Paul Anthony Sorrento (born November 17, 1965) is an American former first baseman in Major League Baseball, who currently serves as the assistant hitting coach for the Los Angeles Angels. 

From 1989 through 1999, Sorrento played for the Minnesota Twins (1989–1991), Cleveland Indians (1992–1995), Seattle Mariners (1996–1997) and Tampa Bay Devil Rays (1998–1999). He batted left-handed and threw right-handed.

Amateur career
Sorrento played high school baseball for St. John's Preparatory School in Danvers, Massachusetts (1979–1983). Sorrento played college baseball for the Florida State University Seminoles under head coach Mike Martin.
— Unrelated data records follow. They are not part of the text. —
//! Reference tables of the operator registry.

use crate::operator::{Operator, OperatorKind, registry};

const HEADERS: [&str; 6] = ["Keyword", "SQL", "Kind", "Filter template", "SQL template", "Notes"];

/// One row per operator. Whitespace and grouping entries are left out; unimplemented
/// operators only when `include_unimplemented` is set.
pub fn to_markdown(include_unimplemented: bool) -> String {
    let mut out = String::new();
    out.push_str(&format!("| {} |\n", HEADERS.join(" | ")));
    out.push_str(&format!("|{}\n", "---|".repeat(HEADERS.len())));

    for operator in documented(include_unimplemented) {
        let cells: Vec<String> = row(operator)
            .iter()
            .map(|cell| format!("`{}`", cell).replace("``", "").replace('|', "\\|"))
            .collect();
        out.push_str(&format!("| {} |\n", cells.join(" | ")));
    }
    out
}

/// All operators, implemented or not, as an HTML table.
pub fn to_html() -> String {
    let mut out = String::from("<table>\n  <tr>");
    for header in HEADERS {
        out.push_str(&format!("<th>{}</th>", header));
    }
    out.push_str("</tr>\n");

    for operator in documented(true) {
        out.push_str("  <tr>");
        for cell in row(operator) {
            out.push_str(&format!("<td>{}</td>", escape_html(&cell)));
        }
        out.push_str("</tr>\n");
    }
    out.push_str("</table>\n");
    out
}

fn documented(include_unimplemented: bool) -> impl Iterator<Item = &'static Operator> {
    registry().operators().iter().filter(move |operator| {
        !matches!(operator.kind(), OperatorKind::Whitespace | OperatorKind::Grouping)
            && (include_unimplemented || operator.is_implemented())
    })
}

fn row(operator: &Operator) -> [String; 6] {
    let templates = operator.base_templates();
    let (filter, sql) = match operator.overload_templates() {
        Some(overload) => (
            format!("{} / {}", templates.filter, overload.filter),
            format!("{} / {}", templates.sql, overload.sql),
        ),
        None => (templates.filter.to_string(), templates.sql.to_string()),
    };
    let notes = match operator.unimplemented_reason() {
        Some(reason) => format!("not implemented: {}", reason),
        None => String::new(),
    };

    [
        operator.keyword().to_string(),
        operator.sql().to_string(),
        operator.kind().to_string(),
        filter,
        sql,
        notes,
    ]
}

fn escape_html(text: &str) -> String {
    text.replace('&', "&amp;")
        .replace('<', "&lt;")
        .replace('>', "&gt;")
        .replace('"', "&quot;")
}
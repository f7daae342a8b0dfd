use std::collections::HashMap;

use crate::fragment::Identifier;
use crate::parameter::Value;

/// Semantic type of a field's values.
#[derive(
    Debug,
    Clone,
    Copy,
    Default,
    PartialEq,
    Eq,
    Hash,
    strum_macros::Display,
    strum_macros::EnumString,
)]
#[strum(serialize_all = "lowercase", ascii_case_insensitive)]
pub enum ValueType {
    String,
    Integer,
    Long,
    Decimal,
    Float,
    Boolean,
    DateTime,
    Guid,
    #[default]
    Unknown,
}

/// What a field name resolves to.
#[derive(Debug, Clone, PartialEq, Eq)]
pub struct FilterField {
    pub identifier: Identifier,
    pub value_type: ValueType,
}

impl FilterField {
    pub fn new(identifier: Identifier, value_type: ValueType) -> Self {
        FilterField {
            identifier,
            value_type,
        }
    }
}

/// Resolves the words of a filter that are neither operators nor literals.
///
/// Returning `None` lets the word fall through: a field that is not found is tried as a
/// constant, a constant that is not found as `true`/`false`/`null`. Both lookups should
/// ignore letter case.
pub trait Resolver {
    fn resolve_field(&self, name: &str) -> Option<FilterField>;
    fn resolve_constant(&self, name: &str) -> Option<Value>;
}

impl<F, C> Resolver for (F, C)
where
    F: Fn(&str) -> Option<FilterField>,
    C: Fn(&str) -> Option<Value>,
{
    fn resolve_field(&self, name: &str) -> Option<FilterField> {
        (self.0)(name)
    }

    fn resolve_constant(&self, name: &str) -> Option<Value> {
        (self.1)(name)
    }
}

/// Case-insensitive table of fields and named constants.
#[derive(Debug, Clone, Default)]
pub struct Catalog {
    fields: HashMap<String, FilterField>,
    constants: HashMap<String, Value>,
}

impl Catalog {
    pub fn new() -> Self {
        Catalog::default()
    }

    pub fn field(mut self, name: &str, identifier: Identifier, value_type: ValueType) -> Self {
        self.insert_field(name, FilterField::new(identifier, value_type));
        self
    }

    pub fn constant(mut self, name: &str, value: impl Into<Value>) -> Self {
        self.insert_constant(name, value.into());
        self
    }

    pub fn insert_field(&mut self, name: &str, field: FilterField) {
        self.fields.insert(name.to_lowercase(), field);
    }

    pub fn insert_constant(&mut self, name: &str, value: Value) {
        self.constants.insert(name.to_lowercase(), value);
    }

    pub fn len(&self) -> usize {
        self.fields.len() + self.constants.len()
    }

    pub fn is_empty(&self) -> bool {
        self.len() == 0
    }
}

impl Resolver for Catalog {
    fn resolve_field(&self, name: &str) -> Option<FilterField> {
        self.fields.get(&name.to_lowercase()).cloned()
    }

    fn resolve_constant(&self, name: &str) -> Option<Value> {
        self.constants.get(&name.to_lowercase()).cloned()
    }
}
In 1985, he played collegiate summer baseball with the Harwich Mariners of the Cape Cod Baseball League.

Professional career
In an 11-season career, Sorrento posted a .257 batting average with 166 home runs and 565 RBI in 1093 games played. In 11 playoff game appearances with the Minnesota Twins, Cleveland Indians and Seattle Mariners, he had a .213 batting average with 1 home run and 2 RBIs in 47 at-bats.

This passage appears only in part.